堕天使の京楽は、アイテムポケットからバスタオルをとりだして、それを腰にまいて一時的なしのぎとすることにした。

「まったく、狂暴なんだから・・・・・」

『何か言ったか?』

「なんでもありません」

フェンリルの浮竹とヴァンパイアの京楽は、自分の世界にクマのでかいぬいぐるみと一緒に帰ってしまった。

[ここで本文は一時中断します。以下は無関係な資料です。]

// Copyright 2024 FastLabs Developers
//
// Licensed under the Apache License, Version 2.0 (the "License");
// you may not use this file except in compliance with the License.
// You may obtain a copy of the License at
//
//     http://www.apache.org/licenses/LICENSE-2.0
//
// Unless required by applicable law or agreed to in writing, software
// distributed under the License is distributed on an "AS IS" BASIS,
// WITHOUT WARRANTIES OR CONDITIONS OF ANY KIND, either express or implied.
// See the License for the specific language governing permissions and
// limitations under the License.

//! Error types for CRC construction and arithmetic.

use thiserror::Error;

/// Errors reported by catalogue lookup, parameter validation, and the
/// range-checked engine operations.
///
/// Every check runs before any engine state is touched, so a failed
/// operation leaves the engine exactly as it was.
#[derive(Debug, Clone, PartialEq, Eq, Error)]
pub enum Error {
    /// The requested template name is not in the catalogue.
    #[error("unknown CRC template: {0:?}")]
    UnknownTemplate(String),

    /// The requested computation method is not one of
    /// `bitwise`/`bytewise`/`wordwise`.
    #[error("unknown computation method: {0:?}")]
    UnknownMethod(String),

    /// CRC width outside `1..=64`.
    #[error("width must be within 1..=64, got {0}")]
    WidthOutOfRange(u32),

    /// An integer argument does not fit the current width.
    #[error("{what} must be at most {max:#x}, got {value:#x}")]
    ValueOutOfRange {
        /// Which argument was rejected.
        what: &'static str,
        /// The offending value.
        value: u64,
        /// The largest admissible value.
        max: u64,
    },

    /// A zero polynomial has no generator term and cannot divide.
    #[error("polynomial must not be zero")]
    ZeroPoly,

    /// Neither a template name nor a full `width` + `poly` pair was given.
    #[error("width and poly are required when no template name is given")]
    MissingParameters,
}

/// Result type for CRC operations.
pub type Result<T> = std::result::Result<T, Error>;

「悠長に遊んどる暇あるんかいな。自分が狙われてるって自覚、もったほうがええで」

現れたのは、市丸ギンだった。

ざっと臨戦態勢になる浮竹と京楽だったが、ギンは楽しそうに笑った。

「そないに構えなくても、今日はなんもせぇへん。藍染は大天使長ミカエルの力を取り込んだ反動か、眠りについているし、しばらくの間は平和や。でも警戒を怠るのは感心せんな」

「藍染が眠り・・・・・父様は無事だったが、大天使長の力を奪うからそうなるんだ」

「藍染・・・・昔から、力を求めてたからねぇ」

藍染もギンも、そして京楽も世界で始めの天使といわれる、神の12使徒であった。

長くを生き、堕天したのは京楽だけではない。

ギンと藍染も堕天使に堕ちていた。

「藍染は、しばらくしたら動きだすで。そん時は、ボクも敵にまわるさかい、気ぃつけや」

「市丸!なぜ君ほどの人物が藍染なんかに従う!」

「さぁ、なんでやろな。ボクにもよう分からんわ。ただ、守りたいものがあって、それを守ってくれた。その恩返しかもなぁ」

市丸ギンには、松本乱菊という守りたい存在の女性がいた。

同じ堕天使で、悪魔に堕ちそうになったところを、藍染が助けてくれた過去があった。

悪魔は、完全に天使や神の敵だ。

容赦なく殺される。

その分堕天使はあいまいで、天使も神も扱いに困っていた。

「守りたい者がいるなら、守り通しや。ボクから言えるのはそれだけや」

「市丸!」

京楽が名を呼ぶが、市丸ギンは空気に溶けるようにいなくなってしまった。



「神の12使徒・・・・なぜ、同胞だった者たちで争わないとけないんだろう」

「京楽・・・」

浮竹が、京楽の背をなでた。

京楽は、浮竹を抱きしめる。

「浮竹、僕は君を守る。守り通してみせる」

「俺は、守られてばかりいるほどやわじゃないぞ」

「知ってる。でも、藍染は神の12使徒の中でも一番の強者だった。神に堕天使にされたことに怒り狂い、神を殺そうとして逆に殺された。なのに、転生を繰り返して悪魔やら堕天使として生まれてくる。もしも戦うことになったら、もう転生しないように呪いをかけるしかないね」

「呪いか・・・・」

天使である浮竹には呪詛は専門外だったが、堕天使である京楽には使えるようだった。

「藍染・・・・居場所が分かれば、眠りについている間に叩きたいところだけど、市丸がついてるし、居場所も分からないから、とりあえず次の襲撃に備えよう」

「ああ、そうだな」

いつ、どこで襲ってくるかも分からない。

そんな存在は、今は眠りについている。

その眠りが長いのか短いのかは、誰にも分らなかった。